21 Dicembre 2017

Val di Fiemme: ricaviamone occhiali e penne

«Spelacchio» avrà una seconda vita. L’ idea è della Magnifica comunità di Fiemme, in Trentino, da cui proviene l’ abete rosso di piazza Venezia, a Roma. «Vorremmo si trasformasse in qualcosa di bello e non finisse in discarica – ha spiegato Stefano Cattoi, dell’ Ufficio tecnico forestale trentino -. Potrebbe “reincarnarsi” in penne, portachiavi, occhiali, gadget o in un’ opera che resti alla città di Roma». E se dalla Val di Fiemme pensavano a un riutilizzo di «Spelacchio» dopo le festività natalizie, ieri l’ abete rosso, diventato un caso politico all’ ombra del Colosseo, ha rischiato di essere rimosso subito (come peraltro già chiesto dal Codacons). Da voci che si rincorrono sembrerebbe infatti che la sindaca Virginia Raggi abbia avviato un’ indagine interna.
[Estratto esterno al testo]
//! Rosetta AOT cache definitions.
//!
//! These definitions are independent of read/write support.
//!
//! The AOT cache pairs x86_64 code with its arm64 translation, together with
//! per-fragment branch-data and instruction-map tables. The layouts follow
//! the kernel's `debug.h` and the structures recovered from the Rosetta
//! runtime; several fields have no published meaning and are preserved
//! opaque.

use crate::endian::{Endian, I32, U16Bytes, U32, U32Bytes, U64};
use crate::pod::Pod;

/// The magic value of `AotCacheHeader::magic`.
pub const AOT_CACHE_MAGIC: [u8; 8] = *b"ROSETTA\0";

/// Size of `AotCacheHeader::cambria_version` in bytes.
pub const CAMBRIA_VERSION_INFO_SIZE: usize = 32;

/// Header of an AOT cache file.
#[derive(Debug, Clone, Copy)]
#[repr(C)]
pub struct AotCacheHeader<E: Endian> {
    /// Must equal `AOT_CACHE_MAGIC`.
    pub magic: [u8; 8],
    /// UUID of the translated (arm64) cache.
    pub uuid: [u8; 16],
    /// UUID of the x86_64 cache this was translated from.
    pub x86_uuid: [u8; 16],
    /// NUL padded translator version string.
    pub cambria_version: [u8; CAMBRIA_VERSION_INFO_SIZE],
    /// File offset of the code signature.
    pub code_signature_offset: U64<E>,
    /// Size of the code signature.
    pub code_signature_size: U64<E>,
    /// Number of code fragments in the cache.
    pub num_code_fragments: U32<E>,
    /// Size of this header as written, which may be smaller than the
    /// declared struct for older caches.
    pub header_size: U32<E>,
    // shared_file_mapping_np mappings follow.
}

/// The load command wrapping a single fragment's metadata in a translated
/// Mach-O.
pub const LC_AOT_METADATA: u32 = 0xcacaca01;

/// `LC_AOT_METADATA` load command.
///
/// Offsets are from the start of the linkedit segment.
#[derive(Debug, Clone, Copy)]
#[repr(C)]
pub struct AotMetadataCommand<E: Endian> {
    /// `LC_AOT_METADATA`
    pub cmd: U32<E>,
    /// 0x20
    pub cmdsize: U32<E>,
    /// Offset of the x86 image path string.
    pub x86_image_path_offset: U32<E>,
    /// Size of the x86 image path string.
    pub x86_image_path_size: U32<E>,
    /// Offset of the fragment metadata record.
    pub fragment_offset: U32<E>,
    /// 1
    pub fragment_count: U32<E>,
    /// Address of the start of the x86_64 `__TEXT,__text` section.
    pub x86_code_address: U32<E>,
    /// Meaning unknown.
    pub reserved8: U32<E>,
}

// Values for `AotCacheCodeFragmentMetadata::fragment_type`.

/// A translated image fragment.
pub const AOT_FRAGMENT_TYPE_IMAGE: u32 = 0;
/// The Rosetta runtime routines pseudo-fragment, which has no x86 source
/// image.
pub const AOT_FRAGMENT_TYPE_RUNTIME: u32 = 1;

/// Per-fragment metadata record used by current caches.
///
/// Records are laid out inline in the cache, each followed by its
/// branch-data and instruction-map blobs; the sub-blob offsets are relative
/// to the start of the fragment region.
#[derive(Debug, Clone, Copy, PartialEq, Eq)]
#[repr(C)]
pub struct AotCacheCodeFragmentMetadata<E: Endian> {
    /// `AOT_FRAGMENT_TYPE_*`
    pub fragment_type: U32<E>,
    /// Offset of the source image path in the x86 shared cache.
    pub image_path_offset: I32<E>,
    /// Offset of the x86 code this fragment was translated from.
    pub x86_code_offset: I32<E>,
    #[allow(missing_docs)]
    pub x86_code_size: I32<E>,
    /// Offset of the translated arm64 code.
    pub arm_code_offset: I32<E>,
    #[allow(missing_docs)]
    pub arm_code_size: I32<E>,
    /// Offset of the branch-data blob.
    pub branch_data_offset: I32<E>,
    #[allow(missing_docs)]
    pub branch_data_size: I32<E>,
    /// Offset of the instruction-map blob.
    pub instruction_map_offset: I32<E>,
    #[allow(missing_docs)]
    pub instruction_map_size: I32<E>,
}

/// Per-fragment metadata record used by older caches and by
/// `AotMetadataCommand`.
///
/// The sub-blob offsets are relative to the start of the linkedit segment.
#[derive(Debug, Clone, Copy, PartialEq, Eq)]
#[repr(C)]
pub struct AotCodeFragmentMetadata<E: Endian> {
    /// Offset of the x86 code this fragment was translated from.
    pub x86_code_offset: I32<E>,
    #[allow(missing_docs)]
    pub x86_code_size: I32<E>,
    /// Offset of the translated arm64 code.
    pub arm_code_offset: I32<E>,
    #[allow(missing_docs)]
    pub arm_code_size: I32<E>,
    /// Offset of the branch-data blob.
    pub branch_data_offset: I32<E>,
    #[allow(missing_docs)]
    pub branch_data_size: I32<E>,
    /// Offset of the instruction-map blob.
    pub instruction_map_offset: I32<E>,
    #[allow(missing_docs)]
    pub instruction_map_size: I32<E>,
}

// Values for the branch-data `kind` field in current caches. Older caches
// number the kinds from 0; see `read::aot::AotSchema`.

#[allow(missing_docs)]
pub const AOT_BRANCH_DATA_COMPACT: u32 = 1;
#[allow(missing_docs)]
pub const AOT_BRANCH_DATA_STANDARD: u32 = 2;
#[allow(missing_docs)]
pub const AOT_BRANCH_DATA_EXTENDED: u32 = 3;

/// Header of a fragment's branch-data blob (current layout).
///
/// The source structure is pragma packed, so all fields are unaligned.
#[derive(Debug, Clone, Copy)]
#[repr(C)]
pub struct AotBranchDataHeader<E: Endian> {
    /// Selects the index entry encoding.
    pub kind: U32Bytes<E>,
    /// Meaning unknown.
    pub reserved2: U32Bytes<E>,
    /// Size in bytes of the data following this header.
    pub data_size: U32Bytes<E>,
    /// Number of index entries.
    pub entry_count: U32Bytes<E>,
}

/// Header of a fragment's branch-data blob (pre-`aot_metadata_command`
/// layout), which carries the kind as a trailing 16 bit field.
#[derive(Debug, Clone, Copy)]
#[repr(C)]
pub struct AotBranchDataHeaderV1<E: Endian> {
    /// Size in bytes of the data following this header.
    pub data_size: U32Bytes<E>,
    /// Number of index entries.
    pub entry_count: U32Bytes<E>,
    /// Meaning unknown.
    pub reserved3: U32Bytes<E>,
    /// Meaning unknown.
    pub reserved4: U16Bytes<E>,
    /// Selects the index entry encoding.
    pub kind: U16Bytes<E>,
}

/// Branch-data index entry for `AOT_BRANCH_DATA_STANDARD`. 9 bytes, packed.
#[derive(Debug, Clone, Copy)]
#[repr(C)]
pub struct AotBranchDataIndexEntry<E: Endian> {
    #[allow(missing_docs)]
    pub index: U16Bytes<E>,
    /// Meaning unknown.
    pub reserved2: U16Bytes<E>,
    /// Meaning unknown.
    pub reserved3: u8,
    /// Meaning unknown.
    pub reserved4: U32Bytes<E>,
}

/// Branch-data index entry for `AOT_BRANCH_DATA_COMPACT`. 5 bytes, packed.
#[derive(Debug, Clone, Copy)]
#[repr(C)]
pub struct AotBranchDataIndexEntryCompact<E: Endian> {
    #[allow(missing_docs)]
    pub index: u8,
    /// Meaning unknown.
    pub reserved2: u8,
    /// Meaning unknown.
    pub reserved3: u8,
    /// Meaning unknown.
    pub reserved4: U16Bytes<E>,
}

/// Branch-data index entry for `AOT_BRANCH_DATA_EXTENDED`. 10 bytes, packed.
#[derive(Debug, Clone, Copy)]
#[repr(C)]
pub struct AotBranchDataIndexEntryExtended<E: Endian> {
    #[allow(missing_docs)]
    pub index: U16Bytes<E>,
    /// Meaning unknown.
    pub reserved2: U16Bytes<E>,
    /// Meaning unknown.
    pub reserved3: U16Bytes<E>,
    /// Meaning unknown.
    pub reserved4: u8,
    /// Meaning unknown.
    pub reserved5: U16Bytes<E>,
    /// Meaning unknown.
    pub reserved6: u8,
}

/// Header of a fragment's instruction-map blob.
#[derive(Debug, Clone, Copy)]
#[repr(C)]
pub struct AotInstructionMapHeader<E: Endian> {
    /// Observed fixed value 66052; meaning unknown.
    pub reserved1: U32<E>,
    /// Meaning unknown.
    pub reserved2: U32<E>,
    /// Meaning unknown.
    pub reserved3: U32<E>,
    /// Meaning unknown.
    pub reserved4: U32<E>,
    /// Size in bytes of the whole blob, including this header.
    pub map_size: U32<E>,
    /// Number of index entries.
    pub entry_count: U32<E>,
    /// Offset of the index entries within the blob.
    pub index_offset: U32<E>,
    /// `index_offset + 4 * entry_count`
    pub first_submap_offset: U32<E>,
}

/// Instruction-map index entry, mapping an x86 code offset and its arm64
/// translation to a submap.
#[derive(Debug, Clone, Copy)]
#[repr(C)]
pub struct AotInstructionMapIndexEntry<E: Endian> {
    /// Offset from the fragment's `x86_code_offset`.
    pub x86_code_offset: U32<E>,
    /// Offset from the fragment's `arm_code_offset`.
    pub arm_code_offset: U32<E>,
    /// Offset from the header's `first_submap_offset`.
    pub submap_offset: U32<E>,
    /// Meaning unknown.
    pub flags: U32<E>,
}

unsafe impl<E: Endian> Pod for AotCacheHeader<E> {}
unsafe impl<E: Endian> Pod for AotMetadataCommand<E> {}
unsafe impl<E: Endian> Pod for AotCacheCodeFragmentMetadata<E> {}
unsafe impl<E: Endian> Pod for AotCodeFragmentMetadata<E> {}
unsafe impl<E: Endian> Pod for AotBranchDataHeader<E> {}
unsafe impl<E: Endian> Pod for AotBranchDataHeaderV1<E> {}
unsafe impl<E: Endian> Pod for AotBranchDataIndexEntry<E> {}
unsafe impl<E: Endian> Pod for AotBranchDataIndexEntryCompact<E> {}
unsafe impl<E: Endian> Pod for AotBranchDataIndexEntryExtended<E> {}
unsafe impl<E: Endian> Pod for AotInstructionMapHeader<E> {}
unsafe impl<E: Endian> Pod for AotInstructionMapIndexEntry<E> {}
Ma poi a «smentire categoricamente la rimozione» ha pensato l’ assessore comunale all’ Ambiente, Pinuccia Montanari. Al posto di «Spelacchio» si era ipotizzata un’ installazione artistica di stelle comete. «Non rimuovetelo – ha replicato Cattoi -. Lasciatelo lì fino all’ Epifania. Verremo noi a Roma a riprenderlo».